■ **Exercise aim**:
Would you please retype, exactly, the lines of the listing below between the line with "filename adb-pairing-protocol/src/pairing/peer_info.rs" and the line with "use base64::Engine;", inclusive?

■ **Records provided**:
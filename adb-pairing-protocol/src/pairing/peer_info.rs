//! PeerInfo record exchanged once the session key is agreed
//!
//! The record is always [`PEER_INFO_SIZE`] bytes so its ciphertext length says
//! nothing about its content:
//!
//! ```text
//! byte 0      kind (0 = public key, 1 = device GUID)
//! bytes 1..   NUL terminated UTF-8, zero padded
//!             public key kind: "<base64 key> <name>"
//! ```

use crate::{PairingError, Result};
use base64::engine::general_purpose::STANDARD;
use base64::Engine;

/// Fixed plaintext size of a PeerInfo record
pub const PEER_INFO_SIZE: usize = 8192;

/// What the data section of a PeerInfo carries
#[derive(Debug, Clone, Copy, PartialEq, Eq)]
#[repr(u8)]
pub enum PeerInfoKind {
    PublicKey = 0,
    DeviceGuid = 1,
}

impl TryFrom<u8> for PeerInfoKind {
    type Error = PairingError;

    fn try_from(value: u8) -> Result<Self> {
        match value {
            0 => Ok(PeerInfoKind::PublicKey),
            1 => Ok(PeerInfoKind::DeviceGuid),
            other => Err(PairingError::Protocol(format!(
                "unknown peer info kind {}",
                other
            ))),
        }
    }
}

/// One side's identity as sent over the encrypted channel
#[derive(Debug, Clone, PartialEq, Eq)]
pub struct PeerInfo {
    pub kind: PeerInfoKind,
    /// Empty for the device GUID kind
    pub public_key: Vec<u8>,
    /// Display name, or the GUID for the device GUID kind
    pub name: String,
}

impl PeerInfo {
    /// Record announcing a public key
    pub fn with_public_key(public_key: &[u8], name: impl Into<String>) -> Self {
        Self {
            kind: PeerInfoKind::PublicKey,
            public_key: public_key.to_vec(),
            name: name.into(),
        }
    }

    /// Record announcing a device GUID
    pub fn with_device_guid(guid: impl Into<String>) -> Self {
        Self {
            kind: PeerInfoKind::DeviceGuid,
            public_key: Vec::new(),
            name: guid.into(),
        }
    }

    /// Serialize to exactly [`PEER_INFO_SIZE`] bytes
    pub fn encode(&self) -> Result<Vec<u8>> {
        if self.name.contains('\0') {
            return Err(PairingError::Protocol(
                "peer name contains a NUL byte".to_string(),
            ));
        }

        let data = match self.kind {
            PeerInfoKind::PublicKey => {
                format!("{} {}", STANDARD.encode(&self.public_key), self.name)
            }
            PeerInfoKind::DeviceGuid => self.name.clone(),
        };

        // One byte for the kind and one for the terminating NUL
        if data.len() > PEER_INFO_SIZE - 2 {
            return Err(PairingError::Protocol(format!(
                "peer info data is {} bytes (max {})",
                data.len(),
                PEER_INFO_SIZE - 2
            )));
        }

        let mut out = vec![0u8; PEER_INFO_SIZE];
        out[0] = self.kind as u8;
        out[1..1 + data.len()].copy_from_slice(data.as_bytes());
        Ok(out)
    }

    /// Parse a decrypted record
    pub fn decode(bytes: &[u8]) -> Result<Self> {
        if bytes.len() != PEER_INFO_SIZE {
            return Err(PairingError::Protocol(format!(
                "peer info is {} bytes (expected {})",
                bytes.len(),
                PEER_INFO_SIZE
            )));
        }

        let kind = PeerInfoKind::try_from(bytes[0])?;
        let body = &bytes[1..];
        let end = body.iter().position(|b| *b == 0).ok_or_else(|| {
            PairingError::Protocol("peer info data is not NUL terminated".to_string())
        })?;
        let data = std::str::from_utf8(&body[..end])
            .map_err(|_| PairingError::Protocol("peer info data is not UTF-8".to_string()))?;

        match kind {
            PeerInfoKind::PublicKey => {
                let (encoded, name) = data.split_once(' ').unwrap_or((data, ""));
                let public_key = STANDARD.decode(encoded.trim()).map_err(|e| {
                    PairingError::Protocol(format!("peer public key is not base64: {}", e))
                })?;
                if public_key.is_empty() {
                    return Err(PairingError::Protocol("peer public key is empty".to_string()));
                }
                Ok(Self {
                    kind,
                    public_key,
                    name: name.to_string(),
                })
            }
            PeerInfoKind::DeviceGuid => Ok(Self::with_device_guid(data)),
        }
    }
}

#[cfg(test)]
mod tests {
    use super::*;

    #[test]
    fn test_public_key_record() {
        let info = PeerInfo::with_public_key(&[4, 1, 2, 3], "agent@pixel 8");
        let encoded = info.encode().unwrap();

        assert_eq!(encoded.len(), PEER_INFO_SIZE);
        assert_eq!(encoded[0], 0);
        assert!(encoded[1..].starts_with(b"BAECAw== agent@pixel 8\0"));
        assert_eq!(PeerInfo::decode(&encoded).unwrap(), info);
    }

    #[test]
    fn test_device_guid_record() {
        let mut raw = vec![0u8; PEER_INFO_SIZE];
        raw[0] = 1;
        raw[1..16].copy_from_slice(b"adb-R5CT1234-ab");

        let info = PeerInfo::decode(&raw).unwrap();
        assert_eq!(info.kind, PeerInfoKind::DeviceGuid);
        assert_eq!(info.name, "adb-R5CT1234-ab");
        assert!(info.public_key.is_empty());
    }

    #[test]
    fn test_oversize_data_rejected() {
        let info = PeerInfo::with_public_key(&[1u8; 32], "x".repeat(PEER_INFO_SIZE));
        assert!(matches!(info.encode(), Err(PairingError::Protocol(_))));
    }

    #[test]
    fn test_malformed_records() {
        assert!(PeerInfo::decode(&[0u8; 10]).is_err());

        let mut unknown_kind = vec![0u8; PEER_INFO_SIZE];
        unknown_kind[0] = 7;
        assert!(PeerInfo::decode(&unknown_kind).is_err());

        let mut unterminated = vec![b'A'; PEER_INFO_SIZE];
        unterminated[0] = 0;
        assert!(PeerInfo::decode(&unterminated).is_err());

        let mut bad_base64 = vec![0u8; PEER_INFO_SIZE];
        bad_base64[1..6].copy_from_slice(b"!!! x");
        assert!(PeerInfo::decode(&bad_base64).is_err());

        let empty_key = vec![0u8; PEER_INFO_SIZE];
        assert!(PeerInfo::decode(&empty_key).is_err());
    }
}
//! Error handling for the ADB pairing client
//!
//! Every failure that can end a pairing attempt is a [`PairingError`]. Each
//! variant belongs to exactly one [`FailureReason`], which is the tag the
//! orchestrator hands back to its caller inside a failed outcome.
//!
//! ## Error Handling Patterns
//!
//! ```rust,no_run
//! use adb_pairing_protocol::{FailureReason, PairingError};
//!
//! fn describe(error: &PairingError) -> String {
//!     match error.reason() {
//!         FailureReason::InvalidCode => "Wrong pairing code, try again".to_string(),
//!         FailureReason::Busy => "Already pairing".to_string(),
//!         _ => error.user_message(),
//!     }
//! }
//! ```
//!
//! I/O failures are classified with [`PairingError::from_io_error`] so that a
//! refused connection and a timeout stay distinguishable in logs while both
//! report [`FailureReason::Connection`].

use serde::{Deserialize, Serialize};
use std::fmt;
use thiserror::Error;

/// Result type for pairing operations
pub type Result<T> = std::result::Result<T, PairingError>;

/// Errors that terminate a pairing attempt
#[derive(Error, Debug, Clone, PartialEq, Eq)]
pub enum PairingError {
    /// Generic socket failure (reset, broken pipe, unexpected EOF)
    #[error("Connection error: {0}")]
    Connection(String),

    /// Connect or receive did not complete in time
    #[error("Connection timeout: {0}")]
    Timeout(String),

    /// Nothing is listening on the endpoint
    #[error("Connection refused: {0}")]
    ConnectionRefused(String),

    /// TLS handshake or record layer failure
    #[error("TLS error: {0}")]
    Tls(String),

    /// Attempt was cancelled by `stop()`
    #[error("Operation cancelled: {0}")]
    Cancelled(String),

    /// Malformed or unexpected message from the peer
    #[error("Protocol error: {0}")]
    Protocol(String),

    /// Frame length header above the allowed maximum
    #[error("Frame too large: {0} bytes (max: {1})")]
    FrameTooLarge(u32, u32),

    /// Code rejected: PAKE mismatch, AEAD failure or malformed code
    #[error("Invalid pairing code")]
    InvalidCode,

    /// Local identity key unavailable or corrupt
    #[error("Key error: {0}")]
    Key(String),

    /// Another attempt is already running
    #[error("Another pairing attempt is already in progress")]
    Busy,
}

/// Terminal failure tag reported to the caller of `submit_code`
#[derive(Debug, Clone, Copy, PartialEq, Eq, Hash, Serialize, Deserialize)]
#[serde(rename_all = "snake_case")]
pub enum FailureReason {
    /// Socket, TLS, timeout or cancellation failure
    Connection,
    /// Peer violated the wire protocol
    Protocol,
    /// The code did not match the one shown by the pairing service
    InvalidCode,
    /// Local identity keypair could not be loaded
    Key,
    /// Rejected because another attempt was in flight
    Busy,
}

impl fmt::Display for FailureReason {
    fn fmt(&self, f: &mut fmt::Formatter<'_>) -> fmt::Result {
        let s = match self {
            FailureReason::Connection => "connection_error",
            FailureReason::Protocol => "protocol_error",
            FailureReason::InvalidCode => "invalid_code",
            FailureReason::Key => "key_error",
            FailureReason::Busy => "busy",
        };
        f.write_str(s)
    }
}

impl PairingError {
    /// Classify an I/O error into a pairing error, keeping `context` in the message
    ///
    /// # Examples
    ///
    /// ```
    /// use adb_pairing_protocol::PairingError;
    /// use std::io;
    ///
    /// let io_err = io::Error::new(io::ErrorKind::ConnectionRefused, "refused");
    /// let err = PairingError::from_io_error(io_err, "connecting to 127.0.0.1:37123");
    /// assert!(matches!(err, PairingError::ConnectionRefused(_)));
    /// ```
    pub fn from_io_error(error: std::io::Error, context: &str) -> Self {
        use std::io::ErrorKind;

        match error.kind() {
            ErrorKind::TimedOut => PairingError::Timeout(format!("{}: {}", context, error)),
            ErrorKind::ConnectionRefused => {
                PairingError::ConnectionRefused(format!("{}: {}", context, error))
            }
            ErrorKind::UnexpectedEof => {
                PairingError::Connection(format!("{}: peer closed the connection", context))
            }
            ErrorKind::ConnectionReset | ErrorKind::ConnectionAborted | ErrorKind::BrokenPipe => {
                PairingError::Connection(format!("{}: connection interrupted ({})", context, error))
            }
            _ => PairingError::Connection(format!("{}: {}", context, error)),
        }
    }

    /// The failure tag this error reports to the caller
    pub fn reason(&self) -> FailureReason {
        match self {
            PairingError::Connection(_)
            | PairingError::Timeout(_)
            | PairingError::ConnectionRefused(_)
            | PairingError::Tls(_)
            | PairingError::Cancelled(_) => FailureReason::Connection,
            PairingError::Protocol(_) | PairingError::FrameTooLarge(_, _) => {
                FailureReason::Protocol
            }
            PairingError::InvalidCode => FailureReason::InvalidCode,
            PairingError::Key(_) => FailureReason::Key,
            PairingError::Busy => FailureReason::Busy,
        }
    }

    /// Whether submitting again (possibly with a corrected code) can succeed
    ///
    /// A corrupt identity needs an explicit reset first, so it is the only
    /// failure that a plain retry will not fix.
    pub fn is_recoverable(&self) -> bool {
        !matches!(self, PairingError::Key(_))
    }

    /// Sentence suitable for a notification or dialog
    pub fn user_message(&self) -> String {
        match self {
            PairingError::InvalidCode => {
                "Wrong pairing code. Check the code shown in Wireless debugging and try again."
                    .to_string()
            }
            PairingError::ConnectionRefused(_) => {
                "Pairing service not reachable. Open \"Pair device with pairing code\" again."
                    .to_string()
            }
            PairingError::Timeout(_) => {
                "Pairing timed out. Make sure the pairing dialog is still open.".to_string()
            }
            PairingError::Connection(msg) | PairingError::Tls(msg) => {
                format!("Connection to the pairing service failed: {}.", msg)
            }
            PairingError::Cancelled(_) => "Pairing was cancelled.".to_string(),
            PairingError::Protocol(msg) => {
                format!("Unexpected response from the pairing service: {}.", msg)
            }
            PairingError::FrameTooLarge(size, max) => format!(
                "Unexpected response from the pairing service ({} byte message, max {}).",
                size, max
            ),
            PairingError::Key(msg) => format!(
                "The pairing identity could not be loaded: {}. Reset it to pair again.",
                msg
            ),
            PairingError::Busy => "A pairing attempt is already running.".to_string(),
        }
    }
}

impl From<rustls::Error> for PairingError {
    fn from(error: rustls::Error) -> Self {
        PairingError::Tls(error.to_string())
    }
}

---

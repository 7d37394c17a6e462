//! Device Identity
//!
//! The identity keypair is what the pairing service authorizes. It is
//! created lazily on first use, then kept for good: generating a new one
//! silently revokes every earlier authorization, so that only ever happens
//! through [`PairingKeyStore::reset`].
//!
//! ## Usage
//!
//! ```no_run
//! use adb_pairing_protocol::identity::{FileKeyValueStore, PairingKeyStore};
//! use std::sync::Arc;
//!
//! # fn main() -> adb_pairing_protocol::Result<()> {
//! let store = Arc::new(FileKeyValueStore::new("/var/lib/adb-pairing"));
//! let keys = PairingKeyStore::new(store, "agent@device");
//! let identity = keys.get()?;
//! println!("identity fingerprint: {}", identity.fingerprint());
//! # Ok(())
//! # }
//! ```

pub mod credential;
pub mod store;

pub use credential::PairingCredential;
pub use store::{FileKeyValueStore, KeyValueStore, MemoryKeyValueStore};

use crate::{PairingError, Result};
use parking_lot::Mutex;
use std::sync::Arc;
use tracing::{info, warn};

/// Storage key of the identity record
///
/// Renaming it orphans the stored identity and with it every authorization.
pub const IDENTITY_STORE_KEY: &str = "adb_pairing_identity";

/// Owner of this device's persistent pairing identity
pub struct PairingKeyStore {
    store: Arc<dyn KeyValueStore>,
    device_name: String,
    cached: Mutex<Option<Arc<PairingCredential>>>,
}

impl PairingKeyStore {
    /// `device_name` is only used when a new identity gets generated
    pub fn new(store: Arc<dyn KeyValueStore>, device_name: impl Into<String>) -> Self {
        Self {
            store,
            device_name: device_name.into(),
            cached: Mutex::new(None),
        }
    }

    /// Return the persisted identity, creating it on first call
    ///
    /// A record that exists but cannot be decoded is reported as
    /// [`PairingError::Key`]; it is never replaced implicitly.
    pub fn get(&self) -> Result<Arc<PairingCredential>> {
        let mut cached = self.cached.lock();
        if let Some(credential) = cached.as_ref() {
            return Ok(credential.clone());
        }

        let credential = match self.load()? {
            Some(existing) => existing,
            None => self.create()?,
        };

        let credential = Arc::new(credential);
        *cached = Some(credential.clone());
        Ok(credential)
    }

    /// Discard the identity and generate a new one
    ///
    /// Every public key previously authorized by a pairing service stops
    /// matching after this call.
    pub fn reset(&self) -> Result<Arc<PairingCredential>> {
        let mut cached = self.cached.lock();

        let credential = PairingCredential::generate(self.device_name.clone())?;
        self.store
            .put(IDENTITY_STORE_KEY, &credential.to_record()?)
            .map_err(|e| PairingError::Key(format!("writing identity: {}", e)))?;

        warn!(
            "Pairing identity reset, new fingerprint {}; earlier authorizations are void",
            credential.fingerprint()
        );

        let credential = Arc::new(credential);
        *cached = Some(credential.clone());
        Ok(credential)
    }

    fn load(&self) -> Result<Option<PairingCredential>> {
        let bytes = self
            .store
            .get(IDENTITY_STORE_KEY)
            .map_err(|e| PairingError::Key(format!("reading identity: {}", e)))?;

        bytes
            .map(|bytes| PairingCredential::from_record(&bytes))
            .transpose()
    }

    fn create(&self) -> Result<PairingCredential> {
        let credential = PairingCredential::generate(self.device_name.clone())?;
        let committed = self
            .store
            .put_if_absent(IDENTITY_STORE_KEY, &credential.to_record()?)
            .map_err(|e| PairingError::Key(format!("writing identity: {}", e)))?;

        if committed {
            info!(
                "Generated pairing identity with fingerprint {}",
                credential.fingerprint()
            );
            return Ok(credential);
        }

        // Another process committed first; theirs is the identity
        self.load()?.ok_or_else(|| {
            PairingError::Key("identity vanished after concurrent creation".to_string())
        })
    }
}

■ **Final answer**:
filename adb-pairing-protocol/src/pairing/peer_info.rs
//! PeerInfo record exchanged once the session key is agreed
//!
//! The record is always [`PEER_INFO_SIZE`] bytes so its ciphertext length says
//! nothing about its content:
//!
//! ```text
//! byte 0      kind (0 = public key, 1 = device GUID)
//! bytes 1..   NUL terminated UTF-8, zero padded
//!             public key kind: "<base64 key> <name>"
//! ```

use crate::{PairingError, Result};
use base64::engine::general_purpose::STANDARD;
use base64::Engine;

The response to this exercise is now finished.